*About this exercise:*
Across the listing, how many lines contain "enum"? The reply is the number alone.

==== Provided data

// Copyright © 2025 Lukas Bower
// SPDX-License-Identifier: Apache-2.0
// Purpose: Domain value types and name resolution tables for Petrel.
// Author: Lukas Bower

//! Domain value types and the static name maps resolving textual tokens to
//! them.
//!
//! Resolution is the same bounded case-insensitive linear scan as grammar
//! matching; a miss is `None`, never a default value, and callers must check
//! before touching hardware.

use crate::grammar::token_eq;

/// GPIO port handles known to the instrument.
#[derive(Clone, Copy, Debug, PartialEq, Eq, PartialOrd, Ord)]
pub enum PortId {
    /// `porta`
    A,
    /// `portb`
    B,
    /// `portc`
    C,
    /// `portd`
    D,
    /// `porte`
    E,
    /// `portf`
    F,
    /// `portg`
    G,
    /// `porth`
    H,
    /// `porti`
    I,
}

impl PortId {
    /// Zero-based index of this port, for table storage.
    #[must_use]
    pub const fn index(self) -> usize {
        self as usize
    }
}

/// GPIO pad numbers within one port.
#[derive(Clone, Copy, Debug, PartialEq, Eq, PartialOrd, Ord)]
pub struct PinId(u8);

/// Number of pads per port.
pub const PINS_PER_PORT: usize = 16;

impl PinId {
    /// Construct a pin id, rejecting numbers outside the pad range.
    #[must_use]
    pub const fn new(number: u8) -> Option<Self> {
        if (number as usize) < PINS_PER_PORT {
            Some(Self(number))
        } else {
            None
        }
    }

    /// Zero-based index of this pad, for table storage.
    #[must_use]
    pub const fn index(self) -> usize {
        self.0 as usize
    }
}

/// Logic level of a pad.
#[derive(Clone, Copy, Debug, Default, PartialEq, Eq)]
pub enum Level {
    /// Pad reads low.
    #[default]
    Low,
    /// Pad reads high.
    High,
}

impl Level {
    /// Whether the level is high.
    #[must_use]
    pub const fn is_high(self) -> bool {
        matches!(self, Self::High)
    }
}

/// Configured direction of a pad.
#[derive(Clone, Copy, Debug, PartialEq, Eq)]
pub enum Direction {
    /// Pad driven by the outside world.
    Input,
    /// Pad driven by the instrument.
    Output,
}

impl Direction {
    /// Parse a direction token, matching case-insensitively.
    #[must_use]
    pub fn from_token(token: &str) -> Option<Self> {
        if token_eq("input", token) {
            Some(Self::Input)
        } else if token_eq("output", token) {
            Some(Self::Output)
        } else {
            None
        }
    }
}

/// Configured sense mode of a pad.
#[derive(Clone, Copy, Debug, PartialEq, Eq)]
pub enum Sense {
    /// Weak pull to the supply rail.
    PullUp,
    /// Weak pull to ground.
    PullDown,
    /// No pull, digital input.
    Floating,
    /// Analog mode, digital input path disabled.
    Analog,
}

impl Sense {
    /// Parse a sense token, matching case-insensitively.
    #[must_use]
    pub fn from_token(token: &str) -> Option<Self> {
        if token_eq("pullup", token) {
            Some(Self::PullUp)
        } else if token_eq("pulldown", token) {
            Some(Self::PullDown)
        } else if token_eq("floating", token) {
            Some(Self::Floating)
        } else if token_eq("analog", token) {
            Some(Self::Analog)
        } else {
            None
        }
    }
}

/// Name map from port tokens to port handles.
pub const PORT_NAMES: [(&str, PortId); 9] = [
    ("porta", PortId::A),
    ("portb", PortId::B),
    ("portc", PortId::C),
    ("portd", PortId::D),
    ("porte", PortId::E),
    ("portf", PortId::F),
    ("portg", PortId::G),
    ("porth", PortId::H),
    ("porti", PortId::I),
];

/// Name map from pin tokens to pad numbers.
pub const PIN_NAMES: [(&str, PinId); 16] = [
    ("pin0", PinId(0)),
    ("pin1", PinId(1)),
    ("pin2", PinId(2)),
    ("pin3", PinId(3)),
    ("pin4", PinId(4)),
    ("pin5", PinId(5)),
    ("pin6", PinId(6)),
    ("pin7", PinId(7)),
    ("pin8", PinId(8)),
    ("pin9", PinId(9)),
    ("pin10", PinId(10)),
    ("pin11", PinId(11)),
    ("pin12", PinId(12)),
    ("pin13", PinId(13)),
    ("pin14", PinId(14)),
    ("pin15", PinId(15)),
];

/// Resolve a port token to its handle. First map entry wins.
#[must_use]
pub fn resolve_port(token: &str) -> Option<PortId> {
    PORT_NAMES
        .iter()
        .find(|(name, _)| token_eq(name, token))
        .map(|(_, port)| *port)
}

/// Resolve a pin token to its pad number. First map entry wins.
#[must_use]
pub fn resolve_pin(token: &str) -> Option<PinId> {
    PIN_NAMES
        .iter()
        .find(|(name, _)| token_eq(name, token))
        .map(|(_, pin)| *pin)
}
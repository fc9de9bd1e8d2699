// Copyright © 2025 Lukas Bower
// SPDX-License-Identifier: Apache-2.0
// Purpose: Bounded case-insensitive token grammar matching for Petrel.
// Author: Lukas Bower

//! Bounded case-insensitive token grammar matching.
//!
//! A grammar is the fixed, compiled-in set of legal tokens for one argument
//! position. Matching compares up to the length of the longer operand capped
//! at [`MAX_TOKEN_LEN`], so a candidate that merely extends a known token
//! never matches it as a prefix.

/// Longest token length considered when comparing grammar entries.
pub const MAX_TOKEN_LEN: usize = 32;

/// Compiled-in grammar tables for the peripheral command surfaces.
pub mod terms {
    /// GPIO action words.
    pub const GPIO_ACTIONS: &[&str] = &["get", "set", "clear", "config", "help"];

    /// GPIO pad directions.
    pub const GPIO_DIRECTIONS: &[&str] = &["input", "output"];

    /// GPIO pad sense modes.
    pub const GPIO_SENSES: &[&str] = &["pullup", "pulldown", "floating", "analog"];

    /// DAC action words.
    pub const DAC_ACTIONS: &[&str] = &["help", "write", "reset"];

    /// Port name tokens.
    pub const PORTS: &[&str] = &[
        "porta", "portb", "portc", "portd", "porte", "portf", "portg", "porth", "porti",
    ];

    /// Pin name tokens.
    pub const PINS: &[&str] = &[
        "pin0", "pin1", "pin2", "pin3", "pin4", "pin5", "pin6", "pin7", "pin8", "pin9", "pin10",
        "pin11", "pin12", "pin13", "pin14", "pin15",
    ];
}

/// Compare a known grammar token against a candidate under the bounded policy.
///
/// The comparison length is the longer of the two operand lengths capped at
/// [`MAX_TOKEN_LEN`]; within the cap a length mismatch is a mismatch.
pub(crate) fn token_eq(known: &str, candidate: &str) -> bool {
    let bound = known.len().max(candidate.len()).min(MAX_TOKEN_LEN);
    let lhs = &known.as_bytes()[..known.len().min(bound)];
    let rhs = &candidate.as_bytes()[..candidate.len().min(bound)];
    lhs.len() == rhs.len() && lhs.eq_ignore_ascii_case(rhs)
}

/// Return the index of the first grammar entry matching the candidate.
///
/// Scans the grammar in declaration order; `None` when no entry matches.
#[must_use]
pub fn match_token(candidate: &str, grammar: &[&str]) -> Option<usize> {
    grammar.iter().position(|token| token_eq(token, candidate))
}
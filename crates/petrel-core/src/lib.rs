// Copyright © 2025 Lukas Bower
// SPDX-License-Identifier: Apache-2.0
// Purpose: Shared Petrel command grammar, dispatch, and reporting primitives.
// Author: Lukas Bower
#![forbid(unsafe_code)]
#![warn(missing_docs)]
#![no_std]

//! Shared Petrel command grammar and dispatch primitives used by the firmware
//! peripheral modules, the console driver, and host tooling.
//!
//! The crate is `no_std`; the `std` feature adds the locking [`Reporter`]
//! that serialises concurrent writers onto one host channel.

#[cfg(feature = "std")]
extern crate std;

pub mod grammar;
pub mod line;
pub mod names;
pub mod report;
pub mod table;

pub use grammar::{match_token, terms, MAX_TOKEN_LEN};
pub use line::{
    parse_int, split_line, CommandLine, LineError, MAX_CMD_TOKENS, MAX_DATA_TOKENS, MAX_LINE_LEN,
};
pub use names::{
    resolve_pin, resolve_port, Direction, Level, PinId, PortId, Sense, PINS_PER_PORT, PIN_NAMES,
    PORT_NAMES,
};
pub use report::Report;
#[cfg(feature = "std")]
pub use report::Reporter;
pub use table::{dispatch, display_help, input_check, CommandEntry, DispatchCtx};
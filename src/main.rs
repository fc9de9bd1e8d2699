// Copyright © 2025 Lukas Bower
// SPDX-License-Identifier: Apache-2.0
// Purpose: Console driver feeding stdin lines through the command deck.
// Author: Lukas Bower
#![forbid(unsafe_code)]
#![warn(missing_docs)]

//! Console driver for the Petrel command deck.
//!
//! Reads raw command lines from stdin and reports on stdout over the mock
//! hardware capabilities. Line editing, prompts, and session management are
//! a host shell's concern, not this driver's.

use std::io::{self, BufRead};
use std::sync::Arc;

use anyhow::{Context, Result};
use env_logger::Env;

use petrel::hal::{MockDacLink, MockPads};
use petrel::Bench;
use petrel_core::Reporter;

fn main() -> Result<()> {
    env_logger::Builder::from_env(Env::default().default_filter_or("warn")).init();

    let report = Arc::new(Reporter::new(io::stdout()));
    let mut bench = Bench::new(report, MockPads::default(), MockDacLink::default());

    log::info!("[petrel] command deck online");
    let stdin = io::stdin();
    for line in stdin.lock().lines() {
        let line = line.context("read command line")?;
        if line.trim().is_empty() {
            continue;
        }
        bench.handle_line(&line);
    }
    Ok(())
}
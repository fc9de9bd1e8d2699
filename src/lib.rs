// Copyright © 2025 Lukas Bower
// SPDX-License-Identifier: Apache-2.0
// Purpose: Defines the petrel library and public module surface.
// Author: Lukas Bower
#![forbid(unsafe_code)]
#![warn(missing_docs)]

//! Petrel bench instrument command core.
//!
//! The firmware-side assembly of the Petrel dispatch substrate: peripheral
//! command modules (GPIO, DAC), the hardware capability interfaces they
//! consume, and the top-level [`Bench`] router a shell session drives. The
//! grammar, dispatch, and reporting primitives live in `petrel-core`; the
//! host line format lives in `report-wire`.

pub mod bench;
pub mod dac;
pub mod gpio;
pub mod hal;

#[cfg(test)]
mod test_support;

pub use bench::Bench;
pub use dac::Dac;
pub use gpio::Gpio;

========

*Finished task:*
4